Work instruction:
Scan the records that follow, and whenever a line has the word "reason", copy it.

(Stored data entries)
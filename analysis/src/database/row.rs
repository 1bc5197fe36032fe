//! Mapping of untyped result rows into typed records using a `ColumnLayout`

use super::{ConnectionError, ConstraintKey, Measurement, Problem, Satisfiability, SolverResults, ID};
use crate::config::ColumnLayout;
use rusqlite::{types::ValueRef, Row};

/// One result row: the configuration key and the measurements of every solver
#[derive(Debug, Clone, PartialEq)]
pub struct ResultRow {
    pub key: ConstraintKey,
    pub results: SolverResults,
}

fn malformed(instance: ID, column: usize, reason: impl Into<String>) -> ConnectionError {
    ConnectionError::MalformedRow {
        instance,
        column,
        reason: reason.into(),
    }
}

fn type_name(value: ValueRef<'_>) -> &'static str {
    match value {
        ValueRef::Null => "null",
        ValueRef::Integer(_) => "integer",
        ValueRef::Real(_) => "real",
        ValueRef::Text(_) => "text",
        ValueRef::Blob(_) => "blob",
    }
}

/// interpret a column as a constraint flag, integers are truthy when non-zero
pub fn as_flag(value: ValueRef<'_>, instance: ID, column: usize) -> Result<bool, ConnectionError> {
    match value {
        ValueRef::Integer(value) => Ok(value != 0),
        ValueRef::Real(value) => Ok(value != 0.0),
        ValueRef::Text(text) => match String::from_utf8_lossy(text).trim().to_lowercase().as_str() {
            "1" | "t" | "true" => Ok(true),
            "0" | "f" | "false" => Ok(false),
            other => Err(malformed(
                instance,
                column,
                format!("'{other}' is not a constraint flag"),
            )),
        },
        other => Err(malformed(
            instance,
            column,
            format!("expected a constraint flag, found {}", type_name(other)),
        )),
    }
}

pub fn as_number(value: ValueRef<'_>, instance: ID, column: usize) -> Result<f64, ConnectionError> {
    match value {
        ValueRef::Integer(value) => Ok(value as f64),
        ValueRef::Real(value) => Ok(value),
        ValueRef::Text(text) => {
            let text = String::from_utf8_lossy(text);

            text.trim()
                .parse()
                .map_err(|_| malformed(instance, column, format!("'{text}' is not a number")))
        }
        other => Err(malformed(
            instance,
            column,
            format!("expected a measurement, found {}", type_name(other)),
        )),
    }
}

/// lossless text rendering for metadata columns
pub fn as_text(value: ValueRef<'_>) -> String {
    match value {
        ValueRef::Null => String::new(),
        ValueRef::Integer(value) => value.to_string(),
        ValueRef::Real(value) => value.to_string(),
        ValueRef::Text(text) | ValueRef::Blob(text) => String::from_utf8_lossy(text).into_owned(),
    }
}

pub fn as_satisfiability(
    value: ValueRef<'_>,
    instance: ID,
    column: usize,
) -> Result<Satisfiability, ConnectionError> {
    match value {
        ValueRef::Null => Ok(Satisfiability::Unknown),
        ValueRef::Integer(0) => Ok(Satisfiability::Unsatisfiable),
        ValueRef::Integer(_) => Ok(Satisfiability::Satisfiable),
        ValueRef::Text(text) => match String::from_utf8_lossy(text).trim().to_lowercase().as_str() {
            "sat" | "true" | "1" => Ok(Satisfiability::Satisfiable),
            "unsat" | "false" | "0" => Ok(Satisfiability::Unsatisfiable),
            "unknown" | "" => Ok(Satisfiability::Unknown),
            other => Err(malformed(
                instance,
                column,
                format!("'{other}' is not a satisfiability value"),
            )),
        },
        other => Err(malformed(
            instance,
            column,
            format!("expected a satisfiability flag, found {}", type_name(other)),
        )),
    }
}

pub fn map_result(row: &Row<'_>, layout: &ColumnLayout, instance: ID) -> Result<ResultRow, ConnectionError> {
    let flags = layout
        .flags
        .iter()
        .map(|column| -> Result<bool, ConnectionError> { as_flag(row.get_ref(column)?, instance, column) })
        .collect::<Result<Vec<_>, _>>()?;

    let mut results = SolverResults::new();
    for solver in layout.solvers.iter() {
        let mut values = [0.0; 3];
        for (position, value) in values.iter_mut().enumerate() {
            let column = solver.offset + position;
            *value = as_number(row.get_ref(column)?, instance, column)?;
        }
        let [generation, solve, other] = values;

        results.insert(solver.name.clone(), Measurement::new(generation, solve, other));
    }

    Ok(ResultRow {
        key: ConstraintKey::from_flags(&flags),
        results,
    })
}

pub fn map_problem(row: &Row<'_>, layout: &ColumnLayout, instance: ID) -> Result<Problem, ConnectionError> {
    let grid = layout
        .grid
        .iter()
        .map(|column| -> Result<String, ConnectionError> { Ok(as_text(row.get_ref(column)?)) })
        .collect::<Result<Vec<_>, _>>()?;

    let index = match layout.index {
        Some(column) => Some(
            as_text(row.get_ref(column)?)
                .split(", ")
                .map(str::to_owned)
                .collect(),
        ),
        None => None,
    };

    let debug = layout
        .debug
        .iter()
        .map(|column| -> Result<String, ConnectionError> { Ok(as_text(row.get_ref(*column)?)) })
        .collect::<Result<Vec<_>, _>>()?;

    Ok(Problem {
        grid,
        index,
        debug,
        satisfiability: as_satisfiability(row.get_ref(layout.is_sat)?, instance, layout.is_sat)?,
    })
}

Result for this task:
fn malformed(instance: ID, column: usize, reason: impl Into<String>) -> ConnectionError {
        reason: reason.into(),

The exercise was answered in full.